7. Window neighbours
Ever washed you car in front of your house and felt like every time you turn around, your neighbours curtains close? I know I have. Having particularly nosey neighbours doesn’t help this paranoia.
8. I stink
It’s that weird smell that suddenly appears out of nowhere. You’re sitting [or standing] somewhere, and suddenly it wafts in. At first you start to wonder who on earth it might be, looking disgusted. After a while though, with the smell sticking and you not being able to identify a culprit, you get embarrassed [what if it’s me?]. Don’t worry, in most cases it isn’t you [except for that one time it is].
9. The coughers
You know who they are. They seem to be everywhere. You just want to get from one place to another in peace, and yet here they are, coughing away near you. For some reason the coughers always seem to be right next to you. The worst place to be stuck with coughers is in a lift. Whenever someone starts coughing up in a lift, the others must be convinced they’ve caught something. Don’t even get my started on the open mouth, uncovered sneezers.
10. Pin thieves
They are everywhere, those damn pin thieves. Whenever you’re in a bank, the entire line of people is surely trying to get a look in at your pin number. Why? Because they’re all a bunch of no good criminals, aren’t they?
11. Bag searches
If it’s not pin thieves, it’s your ordinary pick pocket types.
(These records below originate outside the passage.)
use clap::{Parser, Subcommand};
use harness::prelude::*;
use std::path::{Path, PathBuf};
use std::sync::Arc;
use synthesis::{GrSpec, Section, SynthesisError};
use tracing::{error, info};

#[derive(Parser)]
#[command(name = "harness")]
#[command(about = "Lunar Lander controllers, GR(1) synthesis and trace monitoring")]
struct Cli {
    #[command(subcommand)]
    command: Commands,
}

#[derive(Subcommand)]
enum Commands {
    /// Evaluate a controller over several episodes
    Run {
        /// Controller name (see `controllers`)
        #[arg(short, long)]
        controller: Option<String>,
        #[arg(short, long)]
        episodes: Option<usize>,
        /// Seed of the first episode
        #[arg(short, long)]
        seed: Option<u64>,
        #[arg(long)]
        max_steps: Option<usize>,
        /// TOML configuration file; flags override its values
        #[arg(long)]
        config: Option<PathBuf>,
        /// Write every step to this JSON-lines file
        #[arg(long)]
        record: Option<PathBuf>,
        /// Print the run summary as JSON
        #[arg(long)]
        json: bool,
    },
    /// List available controllers
    Controllers,
    /// Synthesize a transducer from a GR(1) specification
    Synthesize {
        spec: PathBuf,
        /// Write the transducer as Graphviz
        #[arg(long)]
        dot: Option<PathBuf>,
        /// Write the transducer as JSON
        #[arg(long)]
        json: Option<PathBuf>,
    },
    /// Validate a specification and print its variables
    Check { spec: PathBuf },
    /// Check LTL properties on controller trajectories
    Monitor {
        #[arg(short, long, default_value = "phase-fsm-v3")]
        controller: String,
        /// Property as `name=formula`, may be repeated
        #[arg(short, long = "property", required = true)]
        properties: Vec<String>,
        #[arg(short, long, default_value = "10")]
        episodes: usize,
        #[arg(short, long, default_value = "0")]
        seed: u64,
        /// Evaluate propositions with the relaxed thresholds
        #[arg(long)]
        relaxed: bool,
    },
}

#[tokio::main]
async fn main() -> Result<(), Box<dyn std::error::Error>> {
    tracing_subscriber::fmt()
        .with_env_filter(tracing_subscriber::EnvFilter::from_default_env())
        .init();

    let cli = Cli::parse();

    match cli.command {
        Commands::Run {
            controller,
            episodes,
            seed,
            max_steps,
            config,
            record,
            json,
        } => {
            let mut harness_config = match config {
                Some(path) => HarnessConfig::load(&path)?,
                None => HarnessConfig::default(),
            };
            if let Some(controller) = controller {
                harness_config.controller = controller;
            }
            if let Some(episodes) = episodes {
                harness_config.episodes = episodes;
            }
            if let Some(seed) = seed {
                harness_config.seed = seed;
            }
            if let Some(max_steps) = max_steps {
                harness_config.max_steps = max_steps;
            }
            if record.is_some() {
                harness_config.record = record;
            }
            run(harness_config, json).await?;
        }
        Commands::Controllers => {
            list_controllers();
        }
        Commands::Synthesize { spec, dot, json } => {
            synthesize(&spec, dot, json)?;
        }
        Commands::Check { spec } => {
            check(&spec)?;
        }
        Commands::Monitor {
            controller,
            properties,
            episodes,
            seed,
            relaxed,
        } => {
            let thresholds = if relaxed {
                Thresholds::RELAXED
            } else {
                Thresholds::TIGHT
            };
            let mut config = HarnessConfig::new()
                .with_controller(controller)
                .with_episodes(episodes)
                .with_seed(seed)
                .with_monitor_thresholds(thresholds);
            config.properties = properties;
            monitor(config).await?;
        }
    }

    Ok(())
}

async fn run(config: HarnessConfig, json: bool) -> Result<(), Box<dyn std::error::Error>> {
    let runner = EpisodeRunner::new(config, Arc::new(ControllerRegistry::with_defaults()))?;
    let summary = runner.run().await?;

    if json {
        println!("{}", serde_json::to_string_pretty(&summary)?);
        return Ok(());
    }

    println!("Run {} ({})", summary.run_id, summary.controller);
    for episode in &summary.episodes {
        println!(
            "  episode {:>3}  seed {:>5}  steps {:>4}  return {:>8.2}  {:?}{}",
            episode.episode,
            episode.seed,
            episode.steps,
            episode.total_reward,
            episode.end,
            if episode.success { "  success" } else { "" }
        );
    }
    println!(
        "Success rate: {:.2}% ({}/{}), mean return {:.2}",
        summary.success_rate,
        summary.successes,
        summary.episodes.len(),
        summary.mean_reward
    );
    Ok(())
}

fn list_controllers() {
    let registry = ControllerRegistry::with_defaults();
    println!("Available controllers:");
    for (name, description) in registry.describe() {
        println!("  {} - {}", name, description);
    }
}

fn synthesize(
    path: &Path,
    dot: Option<PathBuf>,
    json: Option<PathBuf>,
) -> Result<(), Box<dyn std::error::Error>> {
    let spec = GrSpec::load(path)?;
    info!("Synthesizing '{}'", spec.name);

    let transducer = match synthesis::synthesize(&spec) {
        Ok(transducer) => transducer,
        Err(SynthesisError::Unrealizable) => {
            error!("Specification '{}' is unrealizable", spec.name);
            println!("{}: unrealizable", spec.name);
            return Err(SynthesisError::Unrealizable.into());
        }
        Err(e) => return Err(e.into()),
    };

    println!(
        "{}: realizable, {} states, {} initial",
        spec.name,
        transducer.len(),
        transducer.initial_states().len()
    );

    if let Some(dot) = dot {
        std::fs::write(&dot, transducer.to_dot())?;
        println!("Wrote {}", dot.display());
    }
    if let Some(json) = json {
        transducer.save(&json)?;
        println!("Wrote {}", json.display());
    }
    Ok(())
}

fn check(path: &Path) -> Result<(), Box<dyn std::error::Error>> {
    let spec = GrSpec::load(path)?;
    println!("Specification: {}", spec.name);
    println!(
        "  {} semantics, initial condition {}",
        if spec.moore { "Moore" } else { "Mealy" },
        spec.qinit
    );

    println!("Environment variables:");
    for (name, domain) in spec.env_vars.iter() {
        println!("  {}: {}", name, domain);
    }
    println!("System variables:");
    for (name, domain) in spec.sys_vars.iter() {
        println!("  {}: {}", name, domain);
    }

    println!("Formulas:");
    for section in Section::ALL {
        let formulas = spec.section(section);
        if !formulas.is_empty() {
            println!("  {} ({})", section, formulas.len());
        }
    }
    Ok(())
}

async fn monitor(config: HarnessConfig) -> Result<(), Box<dyn std::error::Error>> {
    let runner = EpisodeRunner::new(config, Arc::new(ControllerRegistry::with_defaults()))?;
    let summary = runner.run().await?;

    for episode in &summary.episodes {
        let Some(report) = &episode.monitor else {
            continue;
        };
        println!("Episode {} (seed {}):", episode.episode, episode.seed);
        for result in &report.results {
            println!("  {}: {}", result.name, result.verdict);
        }
    }
    println!(
        "{} of {} episodes violated a property",
        summary.monitor_violations(),
        summary.episodes.len()
    );
    Ok(())
}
Ever wait in line and feel that the person behind you is a little close? In fact they’re close enough to be going through the rucksack or handbag you have slung over your shoulder. Better take it off, check it, and keep it in front of you.
12. The stalker
This might be more for the women. Men might occasionally experience it though. You’re stumbling along the sidewalk when suddenly, you hear footsteps behind you. It’s even worse when it’s dark, because you see the shadow too, and it’s closing in. I might just be a creepy guy, but the women in front of me always seem uneasy when I’m behind them, often to the point of where they slow down and let me walk past them, so I can’t attack them from behind.